Expected adds to national electric transmission portfolio, National Renewable Energy Lab
The new Federalism under President Donald Trump promised fewer federal regulations and less interference in state and local governments. The goals of these White House efforts were to spur a massive development of domestic energy production to power our economy into the digital future. After all, surely the Chinese are not burdened by such policies that slow energy development – and therefore we risk ceding the technological future to them.
But ironically, in electricity and hydrocarbon markets, the Trump administration’s “pro-competition” policies are actually holding back energy investments across the board and are counteracting the President’s policy goals.
For electricity, Trump’s Department of Justice has attacked pending bills in Iowa that would allow the incumbent electric utilities a right of first refusal on constructing needed transmission facilities. The DOJ states that allowing such a right of refusal would be anticompetitive but can cite no evidence to support the claim, because there is no such evidence. The White House’s arguments against ROFR laws do make for good sound bites, but they also lack an understanding of how ROFR laws actually work.
Barring outright and illegal collusion among bidder, a right of first refusal (ROFR) does not restrict competition. The state’s electric regulator will offer a contract for new facilities. If there is or are lower bids from new market entrants, a right of refusal allows the incumbent utility the opportunity to match the winning bid.
What happens when a new entrant bids low to win a project, and the incumbent refuses to exercise their ROFR rights? Is that a sign that the incumbent, facing the same set of facts and bid requirements, does not think that it can make money building out the project? If the new entrant succeeds, the state wins. If the new entrant fails or runs into cost overruns, then the state loses in terms of time and money. Anyone who has bid out a home remodel knows these perils.
Proponents of the ROFR provisions argue that the incumbent is already invested in the business and community. They – literally – know the landscape. New entrants, who are transactional at best, have less at stake and lack the local community ties to hire workers and fully understand the political and regional norms.
The debate over ROFR laws is a challenge playing out across America as the different state regulators grapple with an aged and deteriorating electricity transmission system that now also needs a rapid buildout to accommodate new loads from data centers and new wires from the rural areas where wind and solar farms are proliferating.

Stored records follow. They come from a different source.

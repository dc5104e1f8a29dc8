use thiserror::Error;

#[derive(Error, Debug)]
pub enum RetitleError {
    #[error("HTTP request error: {0}")]
    Http(#[from] reqwest::Error),

    #[error("Subtitle extraction failed: {0}")]
    Extraction(String),

    #[error("Translation error: {0}")]
    Translation(String),

    #[error("Cue range [{start}, {end}) out of bounds for {len} cues")]
    OutOfRange { start: usize, end: usize, len: usize },

    #[error("Subtitle muxing failed: {0}")]
    Sink(String),

    #[error("Media processing error: {0}")]
    Media(String),

    #[error("Configuration error: {0}")]
    Config(String),

    #[error("File not found: {0}")]
    FileNotFound(String),
}

pub type Result<T> = std::result::Result<T, RetitleError>;
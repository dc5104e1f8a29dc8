// Numbered-cue subtitle model
//
// - Cue: one entry, labels kept verbatim so serialization is byte-exact
// - CueStore: ordered collection with windowed text access
// - parser: raw stream -> CueStore

pub mod parser;

pub use parser::{parse_cues, ParseOutcome, CUE_SEPARATOR, MIN_BLOCK_LEN};

use crate::error::{Result, RetitleError};

/// One subtitle entry
#[derive(Debug, Clone, PartialEq, Eq)]
pub struct Cue {
    sequence_label: String,
    timing_label: String,
    text: String,
}

impl Cue {
    pub fn new<S1, S2, S3>(sequence_label: S1, timing_label: S2, text: S3) -> Self
    where
        S1: Into<String>,
        S2: Into<String>,
        S3: Into<String>,
    {
        Self {
            sequence_label: sequence_label.into(),
            timing_label: timing_label.into(),
            text: text.into(),
        }
    }

    /// Sequence number line, including its line terminator
    pub fn sequence_label(&self) -> &str {
        &self.sequence_label
    }

    /// Timing line, including its line terminator
    pub fn timing_label(&self) -> &str {
        &self.timing_label
    }

    /// Display text, terminated by the blank-line separator
    pub fn text(&self) -> &str {
        &self.text
    }
}

/// Ordered, exclusively owned collection of cues
#[derive(Debug, Clone, Default, PartialEq, Eq)]
pub struct CueStore {
    cues: Vec<Cue>,
}

impl CueStore {
    pub fn new() -> Self {
        Self::default()
    }

    pub fn append(&mut self, cue: Cue) {
        self.cues.push(cue);
    }

    pub fn len(&self) -> usize {
        self.cues.len()
    }

    pub fn is_empty(&self) -> bool {
        self.cues.is_empty()
    }

    pub fn get(&self, index: usize) -> Option<&Cue> {
        self.cues.get(index)
    }

    pub fn iter(&self) -> impl Iterator<Item = &Cue> {
        self.cues.iter()
    }

    /// Texts of the cues in `[start, end)`, in order
    pub fn text_range(&self, start: usize, end: usize) -> Result<Vec<String>> {
        let cues = self.cues.get(start..end).ok_or(RetitleError::OutOfRange {
            start,
            end,
            len: self.cues.len(),
        })?;

        Ok(cues.iter().map(|cue| cue.text.clone()).collect())
    }

    /// Replace the text of the cue at `index`
    pub fn set_text_at<S: Into<String>>(&mut self, index: usize, text: S) -> Result<()> {
        let len = self.cues.len();
        let cue = self.cues.get_mut(index).ok_or(RetitleError::OutOfRange {
            start: index,
            end: index + 1,
            len,
        })?;

        cue.text = text.into();
        Ok(())
    }

    /// Reassemble the full subtitle stream
    pub fn serialize(&self) -> String {
        let capacity = self
            .cues
            .iter()
            .map(|cue| cue.sequence_label.len() + cue.timing_label.len() + cue.text.len())
            .sum();

        let mut stream = String::with_capacity(capacity);
        for cue in &self.cues {
            stream.push_str(&cue.sequence_label);
            stream.push_str(&cue.timing_label);
            stream.push_str(&cue.text);
        }
        stream
    }
}

#[cfg(test)]
mod tests {
    use super::*;

    fn sample_store() -> CueStore {
        let mut store = CueStore::new();
        store.append(Cue::new("1\n", "00:00:01,000 --> 00:00:02,000\n", "Hello\n\n"));
        store.append(Cue::new("2\n", "00:00:03,000 --> 00:00:04,000\n", "World\n\n"));
        store.append(Cue::new("3\n", "00:00:05,000 --> 00:00:06,000\n", "<i>Bye</i>\n\n"));
        store
    }

    #[test]
    fn test_text_range_returns_window_in_order() {
        let store = sample_store();

        assert_eq!(store.text_range(1, 3).unwrap(), vec!["World\n\n", "<i>Bye</i>\n\n"]);
        assert!(store.text_range(2, 2).unwrap().is_empty());
        assert!(store.text_range(3, 3).unwrap().is_empty());
    }

    #[test]
    fn test_text_range_rejects_invalid_bounds() {
        let store = sample_store();

        assert!(matches!(
            store.text_range(2, 4),
            Err(RetitleError::OutOfRange { start: 2, end: 4, len: 3 })
        ));
        assert!(matches!(store.text_range(2, 1), Err(RetitleError::OutOfRange { .. })));
    }

    #[test]
    fn test_set_text_at() {
        let mut store = sample_store();

        store.set_text_at(1, "Monde\n\n").unwrap();
        assert_eq!(store.get(1).map(Cue::text), Some("Monde\n\n"));
        assert_eq!(store.get(1).map(Cue::sequence_label), Some("2\n"));

        assert!(matches!(
            store.set_text_at(3, "nope"),
            Err(RetitleError::OutOfRange { start: 3, end: 4, len: 3 })
        ));
        assert_eq!(store.len(), 3);
    }

    #[test]
    fn test_serialize_concatenates_labels_and_text() {
        let store = sample_store();

        assert_eq!(
            store.serialize(),
            "1\n00:00:01,000 --> 00:00:02,000\nHello\n\n\
             2\n00:00:03,000 --> 00:00:04,000\nWorld\n\n\
             3\n00:00:05,000 --> 00:00:06,000\n<i>Bye</i>\n\n"
        );
        assert_eq!(CueStore::new().serialize(), "");
    }
}
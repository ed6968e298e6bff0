mod interactive;
mod render;

use std::io::{self, Write};
use std::path::{Path, PathBuf};
use std::sync::Arc;

use anyhow::Context;
use clap::{Parser, Subcommand};
use tracing_subscriber::EnvFilter;
use ulasan_corpus::Corpus;
use ulasan_sentiment::{Analyzer, Category, Lexicons};

#[derive(Debug, Parser)]
#[command(name = "ulasan")]
#[command(about = "Classify customer comments and search them by relevance")]
struct Cli {
    /// Directory of `*.txt` comment files (overrides ULASAN_DATA_DIR)
    #[arg(long, global = true)]
    data_dir: Option<PathBuf>,

    /// Lexicon YAML file (overrides ULASAN_LEXICONS_PATH)
    #[arg(long, global = true)]
    lexicons: Option<PathBuf>,

    #[command(subcommand)]
    command: Option<Commands>,
}

#[derive(Debug, Subcommand)]
enum Commands {
    /// Show the category distribution of the corpus
    Summary,
    /// Rank comments by relevance to a query
    Search {
        query: String,

        /// Maximum number of results to print
        #[arg(long)]
        limit: Option<usize>,
    },
    /// Normalize, score and classify a single text
    Analyze { text: String },
    /// List classified comments
    List {
        /// Only show one category (positive, negative, suggestion, unclassified)
        #[arg(long, value_parser = parse_category)]
        category: Option<Category>,
    },
    /// Interactive search menu (the default)
    Interactive,
}

fn parse_category(raw: &str) -> Result<Category, String> {
    raw.parse().map_err(|e: ulasan_sentiment::SentimentError| e.to_string())
}

fn main() -> anyhow::Result<()> {
    let cli = Cli::parse();

    let mut config = ulasan_core::load_app_config()?;
    if let Some(dir) = cli.data_dir {
        config.data_dir = dir;
    }
    if let Some(path) = cli.lexicons {
        config.lexicons_path = Some(path);
    }

    let env_filter = EnvFilter::try_from_default_env()
        .or_else(|_| EnvFilter::try_new(config.log_level.clone()))?;
    tracing_subscriber::fmt()
        .with_env_filter(env_filter)
        .with_writer(io::stderr)
        .init();

    let lexicons = Lexicons::load(config.lexicons_path.as_deref())
        .context("failed to load lexicons")?;
    let analyzer = Analyzer::indonesian(Arc::new(lexicons));

    let stdout = io::stdout();
    let mut out = stdout.lock();

    match cli.command {
        Some(Commands::Analyze { text }) => {
            let analysis = analyzer.analyze(&text)?;
            render::write_analysis(&mut out, &text, &analysis)?;
        }
        Some(Commands::Summary) => {
            let corpus = load_corpus(&analyzer, &config.data_dir)?;
            render::write_summary(&mut out, &corpus.summary())?;
        }
        Some(Commands::Search { query, limit }) => {
            let corpus = load_corpus(&analyzer, &config.data_dir)?;
            let results = corpus.search_with(&analyzer, &query)?;
            let limit = limit.unwrap_or(config.display_limit).max(1);
            render::write_search_results(&mut out, &query, &results, limit)?;
        }
        Some(Commands::List { category }) => {
            let corpus = load_corpus(&analyzer, &config.data_dir)?;
            match category {
                Some(category) => render::write_documents(&mut out, corpus.by_category(category))?,
                None => render::write_documents(&mut out, corpus.documents().iter())?,
            }
        }
        Some(Commands::Interactive) | None => {
            let corpus = load_corpus(&analyzer, &config.data_dir)?;
            let session = interactive::Session {
                corpus: &corpus,
                analyzer: &analyzer,
                display_limit: config.display_limit,
            };
            let stdin = io::stdin();
            session.run(stdin.lock(), &mut out)?;
        }
    }

    out.flush()?;
    Ok(())
}

fn load_corpus(analyzer: &Analyzer, data_dir: &Path) -> anyhow::Result<Corpus> {
    tracing::info!(dir = %data_dir.display(), "loading comments");
    Corpus::load(analyzer, data_dir)
        .with_context(|| format!("failed to build corpus from {}", data_dir.display()))
}
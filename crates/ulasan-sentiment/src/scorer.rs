//! Lexicon term-frequency scorer.

use std::sync::Arc;

use crate::lexicon::Lexicons;
use crate::types::ScoreVector;

/// Scores token sequences against a fixed set of lexicons.
///
/// Each lexicon's term frequency is `hits / token count`. The three
/// frequencies are then rescaled to shares of their sum, so only the balance
/// between categories survives, not how dense the hits were.
#[derive(Debug, Clone)]
pub struct Scorer {
    lexicons: Arc<Lexicons>,
}

impl Scorer {
    #[must_use]
    pub fn new(lexicons: Arc<Lexicons>) -> Self {
        Self { lexicons }
    }

    #[must_use]
    pub fn lexicons(&self) -> &Lexicons {
        &self.lexicons
    }

    /// Score a normalized token sequence. An empty sequence scores zero.
    #[must_use]
    pub fn score(&self, tokens: &[String]) -> ScoreVector {
        if tokens.is_empty() {
            return ScoreVector::ZERO;
        }

        let counts = self.lexicons.count_hits(tokens);

        #[allow(clippy::cast_precision_loss)]
        let total = tokens.len() as f64;
        #[allow(clippy::cast_precision_loss)]
        let tf = |hits: usize| hits as f64 / total;

        ScoreVector::from_term_frequencies(
            tf(counts.positive),
            tf(counts.negative),
            tf(counts.suggestion),
        )
    }
}
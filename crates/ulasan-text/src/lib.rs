//! Text normalization for comment classification.
//!
//! [`Normalizer`] turns raw comment text into a canonical token sequence. The
//! language-specific stopword and stemming work sits behind the [`Morphology`]
//! trait; [`IndonesianMorphology`] is the built-in implementation.

pub mod error;
pub mod morphology;
pub mod normalize;
pub mod stemmer;
pub mod stopwords;

pub use error::TextError;
pub use morphology::{IndonesianMorphology, Morphology};
pub use normalize::{case_fold, tokenize, Normalizer};
pub use stemmer::IndonesianStemmer;
pub use stopwords::StopwordFilter;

A prime directive of President Trump’s administration is to lower energy costs across the nation. With steel, aluminum, and copper prices rising, the buildout of transmission is becoming more expensive by the minute. The states need a free hand to decide on their own which laws, regulations, and rules are appropriate for their markets. The federal government should live up to President Trump’s pledge to reduce the overreach of federal regulation into state markets. To do so, one step would be federal regulators backing off on their misguided opposition to state ROFR laws.